//! Inbound webhook endpoint.
//!
//! The handler does three things synchronously: verify the body signature,
//! parse the envelope, and acknowledge. Event processing runs in spawned
//! tasks so the channel's delivery timer never waits on the database or the
//! AI backends. A bad signature is always a 400, never a silent 200.

use axum::extract::State;
use axum::http::{HeaderMap, StatusCode};
use axum::response::{IntoResponse, Response};
use bytes::Bytes;
use secrecy::ExposeSecret;

use crate::conversation::Event;
use crate::server::AppState;

use super::{
    ChannelEvent, DELIVERY_CHANNEL, EventEnvelope, InboundMessage, SIGNATURE_HEADER,
    verify_signature,
};

pub async fn receive(
    State(state): State<AppState>,
    headers: HeaderMap,
    body: Bytes,
) -> Response {
    let Some(signature) = headers
        .get(SIGNATURE_HEADER)
        .and_then(|value| value.to_str().ok())
    else {
        tracing::warn!("webhook rejected, signature header missing");
        return StatusCode::BAD_REQUEST.into_response();
    };
    if !verify_signature(
        state.config.channel.channel_secret.expose_secret(),
        signature,
        &body,
    ) {
        tracing::warn!("webhook rejected, signature mismatch");
        return StatusCode::BAD_REQUEST.into_response();
    }

    let envelope: EventEnvelope = match serde_json::from_slice(&body) {
        Ok(envelope) => envelope,
        Err(e) => {
            tracing::warn!(error = %e, "webhook rejected, malformed envelope");
            return StatusCode::BAD_REQUEST.into_response();
        }
    };

    // Acknowledge now; the channel redelivers on slow responses.
    for event in envelope.events {
        let state = state.clone();
        tokio::spawn(async move {
            process_event(state, event).await;
        });
    }
    (StatusCode::OK, "ok").into_response()
}

/// Map one channel event onto the dialogue, behind the delivery journal.
async fn process_event(state: AppState, event: ChannelEvent) {
    let (event_id, user_id, mapped) = match event {
        ChannelEvent::Follow { event_id, source } => (event_id, source.user_id, Event::Follow),
        ChannelEvent::Message {
            event_id,
            source,
            message,
        } => match message {
            InboundMessage::Text { text } => (event_id, source.user_id, Event::Text { text }),
            InboundMessage::Unsupported => {
                tracing::debug!(event = %event_id, "ignoring non-text message");
                return;
            }
        },
        ChannelEvent::Postback {
            event_id,
            source,
            postback,
        } => (
            event_id,
            source.user_id,
            Event::Postback {
                data: postback.data,
            },
        ),
        ChannelEvent::Unsupported => {
            tracing::debug!("ignoring unsupported event kind");
            return;
        }
    };

    match state.store.record_delivery(DELIVERY_CHANNEL, &event_id).await {
        Ok(true) => {}
        Ok(false) => {
            tracing::info!(event = %event_id, "duplicate delivery, skipping");
            return;
        }
        Err(e) => {
            tracing::error!(event = %event_id, error = %e, "delivery journal write failed");
            return;
        }
    }

    if let Err(e) = state.flow.handle_event(&user_id, mapped).await {
        tracing::error!(event = %event_id, error = %e, "event handling failed");
    }
}
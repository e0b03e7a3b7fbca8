//! The durable step log: one row per (user, stage), with the atomic claim
//! primitive that makes every stage handler safe to invoke zero, one, or
//! many times concurrently.

use tokio_postgres::Row;
use uuid::Uuid;

use crate::error::StoreError;
use crate::model::{ClaimOutcome, GenerationStep, Stage, StepStatus};

use super::{Store, parse_column};

fn map_step(row: &Row) -> Result<GenerationStep, StoreError> {
    let stage: Stage = parse_column("task_generation_steps", "stage", row.get("stage"))?;
    let status: StepStatus = parse_column("task_generation_steps", "status", row.get("status"))?;
    Ok(GenerationStep {
        id: row.get("id"),
        user_id: row.get("user_id"),
        stage,
        status,
        error_message: row.get("error_message"),
        started_at: row.get("started_at"),
        completed_at: row.get("completed_at"),
        updated_at: row.get("updated_at"),
    })
}

impl Store {
    /// Make sure the (user, stage) row exists in `pending`. Idempotent.
    pub async fn ensure_step(&self, user_id: Uuid, stage: Stage) -> Result<(), StoreError> {
        let conn = self.conn().await?;
        conn.execute(
            "INSERT INTO task_generation_steps (id, user_id, stage, status)
             VALUES ($1, $2, $3, 'pending')
             ON CONFLICT (user_id, stage) DO NOTHING",
            &[&Uuid::new_v4(), &user_id, &stage.as_str()],
        )
        .await?;
        Ok(())
    }

    pub async fn step_status(
        &self,
        user_id: Uuid,
        stage: Stage,
    ) -> Result<Option<StepStatus>, StoreError> {
        let conn = self.conn().await?;
        let row = conn
            .query_opt(
                "SELECT status FROM task_generation_steps WHERE user_id = $1 AND stage = $2",
                &[&user_id, &stage.as_str()],
            )
            .await?;
        row.map(|r| parse_column("task_generation_steps", "status", r.get("status")))
            .transpose()
    }

    /// All step rows for a user, in stage order.
    pub async fn steps_for_user(&self, user_id: Uuid) -> Result<Vec<GenerationStep>, StoreError> {
        let conn = self.conn().await?;
        let rows = conn
            .query(
                "SELECT id, user_id, stage, status, error_message,
                        started_at, completed_at, updated_at
                 FROM task_generation_steps
                 WHERE user_id = $1
                 ORDER BY CASE stage
                            WHEN 'basic' THEN 1
                            WHEN 'personalized' THEN 2
                            WHEN 'enhanced' THEN 3
                          END",
                &[&user_id],
            )
            .await?;
        rows.iter().map(map_step).collect()
    }

    /// Atomic pending → in_progress claim. Exactly one of any number of
    /// concurrent invocations gets `Claimed`; the rest observe the row's
    /// actual status and exit as no-ops.
    pub async fn claim_step(
        &self,
        user_id: Uuid,
        stage: Stage,
    ) -> Result<ClaimOutcome, StoreError> {
        self.ensure_step(user_id, stage).await?;
        let conn = self.conn().await?;
        let claimed = conn
            .execute(
                "UPDATE task_generation_steps
                 SET status = 'in_progress', started_at = now(),
                     error_message = NULL, updated_at = now()
                 WHERE user_id = $1 AND stage = $2 AND status = 'pending'",
                &[&user_id, &stage.as_str()],
            )
            .await?;
        if claimed == 1 {
            return Ok(ClaimOutcome::Claimed);
        }
        // Lost the conditional update; report what the winner left behind.
        match self.step_status(user_id, stage).await? {
            Some(StepStatus::Completed) => Ok(ClaimOutcome::AlreadyCompleted),
            Some(StepStatus::Failed) => Ok(ClaimOutcome::AlreadyFailed),
            Some(StepStatus::InProgress) | Some(StepStatus::Pending) | None => {
                Ok(ClaimOutcome::AlreadyRunning)
            }
        }
    }

    /// Terminal success. Guarded on in_progress so a reclaimed step cannot
    /// be completed twice by a zombie worker.
    pub async fn complete_step(&self, user_id: Uuid, stage: Stage) -> Result<bool, StoreError> {
        let conn = self.conn().await?;
        let updated = conn
            .execute(
                "UPDATE task_generation_steps
                 SET status = 'completed', completed_at = now(),
                     error_message = NULL, updated_at = now()
                 WHERE user_id = $1 AND stage = $2 AND status = 'in_progress'",
                &[&user_id, &stage.as_str()],
            )
            .await?;
        Ok(updated == 1)
    }

    /// Hand a claimed step back to pending. Used when a run cannot proceed
    /// yet (predecessor incomplete) or hit a transient fault and the next
    /// redelivery should get a fresh claim.
    pub async fn release_step(&self, user_id: Uuid, stage: Stage) -> Result<bool, StoreError> {
        let conn = self.conn().await?;
        let updated = conn
            .execute(
                "UPDATE task_generation_steps
                 SET status = 'pending', started_at = NULL, updated_at = now()
                 WHERE user_id = $1 AND stage = $2 AND status = 'in_progress'",
                &[&user_id, &stage.as_str()],
            )
            .await?;
        Ok(updated == 1)
    }

    /// Terminal failure with captured detail.
    pub async fn fail_step(
        &self,
        user_id: Uuid,
        stage: Stage,
        error: &str,
    ) -> Result<bool, StoreError> {
        let conn = self.conn().await?;
        let updated = conn
            .execute(
                "UPDATE task_generation_steps
                 SET status = 'failed', completed_at = now(),
                     error_message = $3, updated_at = now()
                 WHERE user_id = $1 AND stage = $2 AND status = 'in_progress'",
                &[&user_id, &stage.as_str(), &error],
            )
            .await?;
        Ok(updated == 1)
    }

    /// Manual retry: re-arm a dead-lettered step. Conditional on `failed` so
    /// a retry postback delivered twice re-arms at most once.
    pub async fn rearm_failed_step(&self, user_id: Uuid, stage: Stage) -> Result<bool, StoreError> {
        let conn = self.conn().await?;
        let updated = conn
            .execute(
                "UPDATE task_generation_steps
                 SET status = 'pending', started_at = NULL, completed_at = NULL,
                     updated_at = now()
                 WHERE user_id = $1 AND stage = $2 AND status = 'failed'",
                &[&user_id, &stage.as_str()],
            )
            .await?;
        Ok(updated == 1)
    }

    /// Recover steps stuck in in_progress past the staleness threshold by
    /// re-arming them to pending. Same conditional-update shape as the
    /// claim, so a still-live worker and the reclaim cannot both win.
    pub async fn reclaim_stale_steps(&self, older_than_minutes: i32) -> Result<u64, StoreError> {
        let conn = self.conn().await?;
        let reclaimed = conn
            .execute(
                "UPDATE task_generation_steps
                 SET status = 'pending', started_at = NULL, updated_at = now()
                 WHERE status = 'in_progress'
                   AND started_at < now() - ($1 * interval '1 minute')",
                &[&older_than_minutes],
            )
            .await?;
        if reclaimed > 0 {
            tracing::info!(reclaimed, older_than_minutes, "re-armed stale generation steps");
        }
        Ok(reclaimed)
    }
}
//! HTTP task-queue transport.
//!
//! Generation stages never run inline with webhook handling. Enqueueing
//! registers a delivery with the queue service: the queue POSTs the job
//! payload to our own `/worker/generate` endpoint with the worker bearer
//! token, retries on non-2xx responses, and counts attempts in a request
//! header. Everything that makes this safe (claims, ownership, dedup) lives
//! on the receiving side; this module is deliberately dumb transport.

use std::collections::HashMap;

use async_trait::async_trait;
use reqwest::Client;
use secrecy::ExposeSecret;
use serde::{Deserialize, Serialize};
use uuid::Uuid;

use crate::config::QueueConfig;
use crate::error::QueueError;
use crate::model::Stage;

/// Header carrying the 1-based delivery attempt count.
pub const DELIVERY_ATTEMPT_HEADER: &str = "x-queue-delivery-attempt";

/// Payload of one queued stage run.
#[derive(Debug, Clone, Serialize, Deserialize)]
pub struct GenerationJob {
    /// Internal id the job claims to act for. Verified on delivery.
    pub user_id: Uuid,
    /// Channel identity the job claims to act for. Verified on delivery.
    pub channel_user_id: String,
    pub stage: Stage,
}

#[async_trait]
pub trait JobQueue: Send + Sync {
    async fn enqueue(&self, job: &GenerationJob) -> Result<(), QueueError>;
}

#[derive(Serialize)]
struct CreateDelivery<'a> {
    url: String,
    headers: HashMap<&'static str, String>,
    body: &'a GenerationJob,
    max_attempts: u32,
}

pub struct HttpTaskQueue {
    client: Client,
    config: QueueConfig,
}

impl HttpTaskQueue {
    pub fn new(config: QueueConfig) -> Result<Self, QueueError> {
        let client = Client::builder()
            .timeout(std::time::Duration::from_secs(10))
            .build()
            .map_err(|e| QueueError::EnqueueFailed {
                stage: "-".to_string(),
                user_id: "-".to_string(),
                reason: format!("failed to build http client: {e}"),
            })?;
        Ok(Self { client, config })
    }

    fn enqueue_error(&self, job: &GenerationJob, reason: String) -> QueueError {
        QueueError::EnqueueFailed {
            stage: job.stage.to_string(),
            user_id: job.user_id.to_string(),
            reason,
        }
    }
}

#[async_trait]
impl JobQueue for HttpTaskQueue {
    async fn enqueue(&self, job: &GenerationJob) -> Result<(), QueueError> {
        let target = self
            .config
            .worker_base
            .join("worker/generate")
            .map_err(|e| self.enqueue_error(job, format!("bad worker url: {e}")))?;
        let create = self
            .config
            .api_base
            .join("tasks")
            .map_err(|e| self.enqueue_error(job, format!("bad queue url: {e}")))?;

        let mut headers = HashMap::new();
        headers.insert(
            "authorization",
            format!("Bearer {}", self.config.worker_token.expose_secret()),
        );
        headers.insert("content-type", "application/json".to_string());

        let body = CreateDelivery {
            url: target.to_string(),
            headers,
            body: job,
            max_attempts: self.config.max_attempts,
        };

        tracing::info!(user = %job.user_id, stage = %job.stage, "enqueueing generation stage");

        let response = self
            .client
            .post(create)
            .json(&body)
            .send()
            .await
            .map_err(|e| self.enqueue_error(job, e.to_string()))?;

        let status = response.status();
        if !status.is_success() {
            let text = response.text().await.unwrap_or_default();
            return Err(self.enqueue_error(
                job,
                format!(
                    "HTTP {status}: {}",
                    crate::util::truncate_for_log(&text, 200)
                ),
            ));
        }
        Ok(())
    }
}

#[cfg(test)]
mod tests {
    use pretty_assertions::assert_eq;

    use super::*;

    #[test]
    fn job_payload_round_trips() {
        let job = GenerationJob {
            user_id: Uuid::new_v4(),
            channel_user_id: "U-123".to_string(),
            stage: Stage::Personalized,
        };
        let json = serde_json::to_string(&job).unwrap();
        assert!(json.contains("\"personalized\""));
        let back: GenerationJob = serde_json::from_str(&json).unwrap();
        assert_eq!(back.user_id, job.user_id);
        assert_eq!(back.stage, Stage::Personalized);
    }
}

◇ ◇ ◇

_About this task:_
Using the records above, write out exactly the lines between the one holding "if claimed == 1" and the one holding "with captured detail.", inclusive; leave everything else out.

_Expected answer:_
        if claimed == 1 {
            return Ok(ClaimOutcome::Claimed);
        }
        // Lost the conditional update; report what the winner left behind.
        match self.step_status(user_id, stage).await? {
            Some(StepStatus::Completed) => Ok(ClaimOutcome::AlreadyCompleted),
            Some(StepStatus::Failed) => Ok(ClaimOutcome::AlreadyFailed),
            Some(StepStatus::InProgress) | Some(StepStatus::Pending) | None => {
                Ok(ClaimOutcome::AlreadyRunning)
            }
        }
    }

    /// Terminal success. Guarded on in_progress so a reclaimed step cannot
    /// be completed twice by a zombie worker.
    pub async fn complete_step(&self, user_id: Uuid, stage: Stage) -> Result<bool, StoreError> {
        let conn = self.conn().await?;
        let updated = conn
            .execute(
                "UPDATE task_generation_steps
                 SET status = 'completed', completed_at = now(),
                     error_message = NULL, updated_at = now()
                 WHERE user_id = $1 AND stage = $2 AND status = 'in_progress'",
                &[&user_id, &stage.as_str()],
            )
            .await?;
        Ok(updated == 1)
    }

    /// Hand a claimed step back to pending. Used when a run cannot proceed
    /// yet (predecessor incomplete) or hit a transient fault and the next
    /// redelivery should get a fresh claim.
    pub async fn release_step(&self, user_id: Uuid, stage: Stage) -> Result<bool, StoreError> {
        let conn = self.conn().await?;
        let updated = conn
            .execute(
                "UPDATE task_generation_steps
                 SET status = 'pending', started_at = NULL, updated_at = now()
                 WHERE user_id = $1 AND stage = $2 AND status = 'in_progress'",
                &[&user_id, &stage.as_str()],
            )
            .await?;
        Ok(updated == 1)
    }

    /// Terminal failure with captured detail.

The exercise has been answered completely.